Stored records
┄┄┄┄┄┄
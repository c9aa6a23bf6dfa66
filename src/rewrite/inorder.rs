//! Introducing `InOrder` locals.

use super::TextEdit;
use crate::java::JavaFile;

/// `base`, or `base2`, `base3`, ... whichever is not yet spelled in the file.
pub fn fresh_name(file: &JavaFile, base: &str) -> String {
    let taken = file.identifiers();
    if !taken.contains(base) {
        return base.to_string();
    }
    let mut suffix = 2;
    loop {
        let candidate = format!("{base}{suffix}");
        if !taken.contains(&candidate) {
            return candidate;
        }
        suffix += 1;
    }
}

/// Order-preserving de-duplication.
pub fn unique(items: impl IntoIterator<Item = String>) -> Vec<String> {
    let mut out: Vec<String> = Vec::new();
    for item in items {
        if !out.contains(&item) {
            out.push(item);
        }
    }
    out
}

/// `InOrder name = Mockito.inOrder(args);` right before the statement at `statement_start`.
///
/// On its own line with the statement's indentation, unless code precedes the
/// statement on that line.
pub fn declare(file: &JavaFile, statement_start: usize, name: &str, args: &[String]) -> TextEdit {
    let source = file.source();
    let line_start = source[..statement_start].rfind('\n').map_or(0, |i| i + 1);
    let prefix = &source[line_start..statement_start];
    let declaration = format!("InOrder {name} = Mockito.inOrder({});", args.join(", "));
    if prefix.trim().is_empty() {
        TextEdit::insert(line_start, format!("{prefix}{declaration}\n"))
    } else {
        TextEdit::insert(statement_start, format!("{declaration} "))
    }
}
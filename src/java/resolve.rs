//! Single-file name resolution: imports, declarations and the Mockito return-type table.
//!
//! There is no classpath. A name resolves to a Mockito class only through the file's
//! own imports or its fully qualified spelling, and an expression has a known type only
//! when it is a declared variable or a call on the fixed Mockito API surface.

use serde::Serialize;
use tree_sitter::Node;

use super::{JavaFile, Span, code_children, is_call, node_text};

// ─── Mockito API surface ─────────────────────────────────────────────

/// The two static entry classes.
#[derive(Debug, Clone, Copy, PartialEq, Eq, Hash, Serialize)]
pub enum MockitoClass {
    Mockito,
    #[serde(rename = "BDDMockito")]
    BddMockito,
}

impl MockitoClass {
    pub fn simple_name(&self) -> &'static str {
        match self {
            MockitoClass::Mockito => "Mockito",
            MockitoClass::BddMockito => "BDDMockito",
        }
    }

    pub fn fqn(&self) -> &'static str {
        match self {
            MockitoClass::Mockito => "org.mockito.Mockito",
            MockitoClass::BddMockito => "org.mockito.BDDMockito",
        }
    }

    /// Whether `member`, declared on `declaring`, is callable through this class.
    /// `BDDMockito extends Mockito`, so it sees every Mockito static.
    pub fn sees(&self, declaring: MockitoClass) -> bool {
        *self == declaring || (*self == MockitoClass::BddMockito && declaring == MockitoClass::Mockito)
    }
}

impl std::fmt::Display for MockitoClass {
    fn fmt(&self, f: &mut std::fmt::Formatter<'_>) -> std::fmt::Result {
        f.write_str(self.simple_name())
    }
}

const BDD_STATICS: &[&str] = &[
    "given",
    "then",
    "will",
    "willReturn",
    "willThrow",
    "willAnswer",
    "willCallRealMethod",
    "willDoNothing",
];

/// Class declaring the static method `name`. Everything not BDD-specific is taken
/// to live on `Mockito` (or its `ArgumentMatchers` superclass).
pub fn declaring_class(name: &str) -> MockitoClass {
    if BDD_STATICS.contains(&name) {
        MockitoClass::BddMockito
    } else {
        MockitoClass::Mockito
    }
}

/// Mockito types whose methods take part in stubbing and verification chains.
#[derive(Debug, Clone, Copy, PartialEq, Eq, Hash, Serialize)]
pub enum MockitoType {
    OngoingStubbing,
    #[serde(rename = "BDDMyOngoingStubbing")]
    BddOngoingStubbing,
    Stubber,
    #[serde(rename = "BDDStubber")]
    BddStubber,
    Then,
    InOrder,
    MockedStatic,
    VerificationMode,
    MockSettings,
}

impl MockitoType {
    pub fn simple_name(&self) -> &'static str {
        match self {
            MockitoType::OngoingStubbing => "OngoingStubbing",
            MockitoType::BddOngoingStubbing => "BDDMyOngoingStubbing",
            MockitoType::Stubber => "Stubber",
            MockitoType::BddStubber => "BDDStubber",
            MockitoType::Then => "Then",
            MockitoType::InOrder => "InOrder",
            MockitoType::MockedStatic => "MockedStatic",
            MockitoType::VerificationMode => "VerificationMode",
            MockitoType::MockSettings => "MockSettings",
        }
    }
}

impl std::fmt::Display for MockitoType {
    fn fmt(&self, f: &mut std::fmt::Formatter<'_>) -> std::fmt::Result {
        f.write_str(self.simple_name())
    }
}

/// Types a variable can be declared with, and where they live.
const DECLARABLE_TYPES: &[(&str, MockitoType)] = &[
    ("org.mockito.InOrder", MockitoType::InOrder),
    ("org.mockito.MockedStatic", MockitoType::MockedStatic),
    ("org.mockito.verification.VerificationMode", MockitoType::VerificationMode),
    ("org.mockito.MockSettings", MockitoType::MockSettings),
];

const VERIFICATION_MODES: &[&str] =
    &["times", "never", "atLeast", "atLeastOnce", "atMost", "only", "calls", "timeout", "after"];

const SETTINGS_BUILDERS: &[&str] = &[
    "name",
    "lenient",
    "strictness",
    "mockMaker",
    "defaultAnswer",
    "serializable",
    "stubOnly",
    "extraInterfaces",
    "spiedInstance",
    "verboseLogging",
    "invocationListeners",
    "useConstructor",
    "outerInstance",
    "withoutAnnotations",
];

/// Return type of a static call, as far as chains care.
pub fn static_return_type(class: MockitoClass, name: &str) -> Option<MockitoType> {
    match (class, name) {
        (MockitoClass::Mockito, "when") => Some(MockitoType::OngoingStubbing),
        (
            MockitoClass::Mockito,
            "doReturn" | "doThrow" | "doAnswer" | "doCallRealMethod" | "doNothing",
        ) => Some(MockitoType::Stubber),
        (MockitoClass::Mockito, "inOrder") => Some(MockitoType::InOrder),
        (MockitoClass::Mockito, "mockStatic") => Some(MockitoType::MockedStatic),
        (MockitoClass::Mockito, "withSettings") => Some(MockitoType::MockSettings),
        (MockitoClass::Mockito, mode) if VERIFICATION_MODES.contains(&mode) => {
            Some(MockitoType::VerificationMode)
        }
        (MockitoClass::BddMockito, "given") => Some(MockitoType::BddOngoingStubbing),
        (MockitoClass::BddMockito, "then") => Some(MockitoType::Then),
        (MockitoClass::BddMockito, will) if will.starts_with("will") => Some(MockitoType::BddStubber),
        _ => None,
    }
}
┄┄┄┄┄┄
Would you please write out all the entries exactly?

repository c9aa6a23bf6dfa66
filename src/rewrite/inorder.rs
//! Introducing `InOrder` locals.

use super::TextEdit;
use crate::java::JavaFile;

/// `base`, or `base2`, `base3`, ... whichever is not yet spelled in the file.
pub fn fresh_name(file: &JavaFile, base: &str) -> String {
    let taken = file.identifiers();
    if !taken.contains(base) {
        return base.to_string();
    }
    let mut suffix = 2;
    loop {
        let candidate = format!("{base}{suffix}");
        if !taken.contains(&candidate) {
            return candidate;
        }
        suffix += 1;
    }
}

/// Order-preserving de-duplication.
pub fn unique(items: impl IntoIterator<Item = String>) -> Vec<String> {
    let mut out: Vec<String> = Vec::new();
    for item in items {
        if !out.contains(&item) {
            out.push(item);
        }
    }
    out
}

/// `InOrder name = Mockito.inOrder(args);` right before the statement at `statement_start`.
///
/// On its own line with the statement's indentation, unless code precedes the
/// statement on that line.
pub fn declare(file: &JavaFile, statement_start: usize, name: &str, args: &[String]) -> TextEdit {
    let source = file.source();
    let line_start = source[..statement_start].rfind('\n').map_or(0, |i| i + 1);
    let prefix = &source[line_start..statement_start];
    let declaration = format!("InOrder {name} = Mockito.inOrder({});", args.join(", "));
    if prefix.trim().is_empty() {
        TextEdit::insert(line_start, format!("{prefix}{declaration}\n"))
    } else {
        TextEdit::insert(statement_start, format!("{declaration} "))
    }
}
filename src/java/resolve.rs
//! Single-file name resolution: imports, declarations and the Mockito return-type table.
//!
//! There is no classpath. A name resolves to a Mockito class only through the file's
//! own imports or its fully qualified spelling, and an expression has a known type only
//! when it is a declared variable or a call on the fixed Mockito API surface.

use serde::Serialize;
use tree_sitter::Node;

use super::{JavaFile, Span, code_children, is_call, node_text};

// ─── Mockito API surface ─────────────────────────────────────────────

/// The two static entry classes.
#[derive(Debug, Clone, Copy, PartialEq, Eq, Hash, Serialize)]
pub enum MockitoClass {
    Mockito,
    #[serde(rename = "BDDMockito")]
    BddMockito,
}

impl MockitoClass {
    pub fn simple_name(&self) -> &'static str {
        match self {
            MockitoClass::Mockito => "Mockito",
            MockitoClass::BddMockito => "BDDMockito",
        }
    }

    pub fn fqn(&self) -> &'static str {
        match self {
            MockitoClass::Mockito => "org.mockito.Mockito",
            MockitoClass::BddMockito => "org.mockito.BDDMockito",
        }
    }

    /// Whether `member`, declared on `declaring`, is callable through this class.
    /// `BDDMockito extends Mockito`, so it sees every Mockito static.
    pub fn sees(&self, declaring: MockitoClass) -> bool {
        *self == declaring || (*self == MockitoClass::BddMockito && declaring == MockitoClass::Mockito)
    }
}

impl std::fmt::Display for MockitoClass {
    fn fmt(&self, f: &mut std::fmt::Formatter<'_>) -> std::fmt::Result {
        f.write_str(self.simple_name())
    }
}

const BDD_STATICS: &[&str] = &[
    "given",
    "then",
    "will",
    "willReturn",
    "willThrow",
    "willAnswer",
    "willCallRealMethod",
    "willDoNothing",
];

/// Class declaring the static method `name`. Everything not BDD-specific is taken
/// to live on `Mockito` (or its `ArgumentMatchers` superclass).
pub fn declaring_class(name: &str) -> MockitoClass {
    if BDD_STATICS.contains(&name) {
        MockitoClass::BddMockito
    } else {
        MockitoClass::Mockito
    }
}

/// Mockito types whose methods take part in stubbing and verification chains.
#[derive(Debug, Clone, Copy, PartialEq, Eq, Hash, Serialize)]
pub enum MockitoType {
    OngoingStubbing,
    #[serde(rename = "BDDMyOngoingStubbing")]
    BddOngoingStubbing,
    Stubber,
    #[serde(rename = "BDDStubber")]
    BddStubber,
    Then,
    InOrder,
    MockedStatic,
    VerificationMode,
    MockSettings,
}

impl MockitoType {
    pub fn simple_name(&self) -> &'static str {
        match self {
            MockitoType::OngoingStubbing => "OngoingStubbing",
            MockitoType::BddOngoingStubbing => "BDDMyOngoingStubbing",
            MockitoType::Stubber => "Stubber",
            MockitoType::BddStubber => "BDDStubber",
            MockitoType::Then => "Then",
            MockitoType::InOrder => "InOrder",
            MockitoType::MockedStatic => "MockedStatic",
            MockitoType::VerificationMode => "VerificationMode",
            MockitoType::MockSettings => "MockSettings",
        }
    }
}

impl std::fmt::Display for MockitoType {
    fn fmt(&self, f: &mut std::fmt::Formatter<'_>) -> std::fmt::Result {
        f.write_str(self.simple_name())
    }
}

/// Types a variable can be declared with, and where they live.
const DECLARABLE_TYPES: &[(&str, MockitoType)] = &[
    ("org.mockito.InOrder", MockitoType::InOrder),
    ("org.mockito.MockedStatic", MockitoType::MockedStatic),
    ("org.mockito.verification.VerificationMode", MockitoType::VerificationMode),
    ("org.mockito.MockSettings", MockitoType::MockSettings),
];

const VERIFICATION_MODES: &[&str] =
    &["times", "never", "atLeast", "atLeastOnce", "atMost", "only", "calls", "timeout", "after"];

const SETTINGS_BUILDERS: &[&str] = &[
    "name",
    "lenient",
    "strictness",
    "mockMaker",
    "defaultAnswer",
    "serializable",
    "stubOnly",
    "extraInterfaces",
    "spiedInstance",
    "verboseLogging",
    "invocationListeners",
    "useConstructor",
    "outerInstance",
    "withoutAnnotations",
];

/// Return type of a static call, as far as chains care.
pub fn static_return_type(class: MockitoClass, name: &str) -> Option<MockitoType> {
    match (class, name) {
        (MockitoClass::Mockito, "when") => Some(MockitoType::OngoingStubbing),
        (
            MockitoClass::Mockito,
            "doReturn" | "doThrow" | "doAnswer" | "doCallRealMethod" | "doNothing",
        ) => Some(MockitoType::Stubber),
        (MockitoClass::Mockito, "inOrder") => Some(MockitoType::InOrder),
        (MockitoClass::Mockito, "mockStatic") => Some(MockitoType::MockedStatic),
        (MockitoClass::Mockito, "withSettings") => Some(MockitoType::MockSettings),
        (MockitoClass::Mockito, mode) if VERIFICATION_MODES.contains(&mode) => {
            Some(MockitoType::VerificationMode)
        }
        (MockitoClass::BddMockito, "given") => Some(MockitoType::BddOngoingStubbing),
        (MockitoClass::BddMockito, "then") => Some(MockitoType::Then),
        (MockitoClass::BddMockito, will) if will.starts_with("will") => Some(MockitoType::BddStubber),
        _ => None,
    }
}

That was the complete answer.